On Day 4 we would arrive at the Mexican port of Costa Maya at 13:00.
The kids were up at the crack of dawn, so I took them up to Goofy's Sports deck at the top of the ship so Tash could sleep in. We played foosball, table tennis, and mini-golf and built up an appetite on a beautiful sunny morning.
Even after playing around for a bit we still were left with plenty of time to burn. So we not only went o the cabin, got Tash and had a delicious breakfast on the ship, but caught the morning showing of Wreck it Ralph in 3D in the Buena Vista theater. Yep, we were in a full-size, stereo sound and 3D capable theater watching a movie in the Caribbean Sea.
We then arrived at Costa Maya and began our tour. Originally we were going to tour the Chacchoben ruins, but we felt it would pose too much on the kids to walk around all of them under the hot sun. The day proved us correct. So instead we changed our plans and booked a May Tour that gave a history of the Maya, let us visit a single classical Mayan temple and have a Mayan lunch.
Our guide was a friendly and very personable person named Gerardo. Quite an accent but very knowledgeable and lots of impressive detail on Mayan history life, culture and the modern descendants of the Maya in the region. Tons of info delivered in a warm and engaging style. He showed us the chicle trees from which chewing gum originated, a block of unrefined chicle, and the many other interesting trees in the region that are or were important to its development and economy.
On the way to the ruin we passed a Mexican Army checkpoint. Notice the G3 rifle. The soldiers at the checkpoint had G3s, while the soldiers at the port were carrying M-16s (I didn't get a chance to take their picture).
We were headed to the ruins of the Mayan Temple of Ixhel in the small town of Limones
Clearing the checkpoint, we then entered the town of Limones.
To say we had entered the Third World was an understatement.
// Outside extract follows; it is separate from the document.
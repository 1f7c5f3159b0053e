pub mod dom_model;
pub mod error;
pub mod query;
This wasn't some dressed up tourist town. The nearest high school is in a town 45 minutes away and any serious medical treatment including a lady giving birth is typically done in the city rather than in Limones.
The town medical clinic:
A shop where tortillas are made from corn. That machine takes the soaked corn and mashes it down into flour for tortillas with the end result a block of corn flour.
Some other scenes of the town, including the field where kids were playing:
People were quite friendly. Poor but proud you might say. Indeed most welfare recipients in the US would flip if they had to live in conditions these people considered normal. It was also Abby and Leah's introduction to such an environment and it left an impression regarding appreciation and gratitude for what you have, and the importance of charity and helping out the less fortunate.
We then left the visited the Maya Temple in the village that was dedicated to Ixhel, the Mayan fertility goddess.
The ruin is quite large and the steps are about twice the size of a typical step you might encounter today. When discovered and excavated, three teenage female skeletons were found buried under it. The three were most likely virgins sacrificed to Ixhel to promote fertility.
Interestingly enough, sites considered holy by one religion are often re-purposed by the next religion on the scene. Right beside the ruin of the Mayan Temple is Limones' Catholic church.
We then went to a Mexican ranch for lunch. We met the Don and Dona who ran the ranch. The lunch was indeed special. We went to an area that appeared to just be a circle of dirt.
But the Don cleared the dirt away, and a cover of green banana leaves appeared, which were pulled away to reveal a hole with a clay pot inside and coals beneath.
Chicken Pibil is a Mayan traditional dish of chicken mixed with spices then slow-cooked underground for hours. Removed and shredded and served with avocado salsa and in my case some habanero salsa, the meal was pure awesomeness on a plate.
We then had a tour of the ranch, most of the buildings have palapa roofs. A palapa roof can be quickly made and lasts for up to 25 years.
We saw the kitchen, it had a cobblestone and dirt floor. Remember, this was a comparative well-to-do ranch for the region:
The basin where washing is done:
And the well:
Then we had a demonstration of how rope is made from sisal.
The sisal is placed on a board and rubbed until the outer part of the leaf is stripped off and the interior splits into separate fibers
The fibers are then twisted around and around until a very strong rope is formed.
The sisal rope industry is in decline due to the prevalence of polypropylene and nylon ropes that are both cheaper and quicker to make.
Then we took the bus back to port, falling asleep on the way, to mark the end of a very educational day.
After some rest we went to the evening's entertainment, a family magic show put on by Magical Dave Williamson, who put on a great show. Like most entertainers on the ship during a family show, he was able to run it at two levels: one that the kids would enjoy, and the second full of innuendo and humor that went right over their heads but the parents all understood and appreciated. Magical Dave is seriously talented with impressive sleight of hand illusions that left the audience both awed and amazed. A great show.
We then had dinner at the Animator's palate restaurant. The walls are covered in changing animated pictures and for this dinner Crush, the turtle from Finding Nemo appeared on the wall and interacted with the diners. Very cool how if could chat with the kids.
After that, we passed out and looked forward to the nest day's adventure.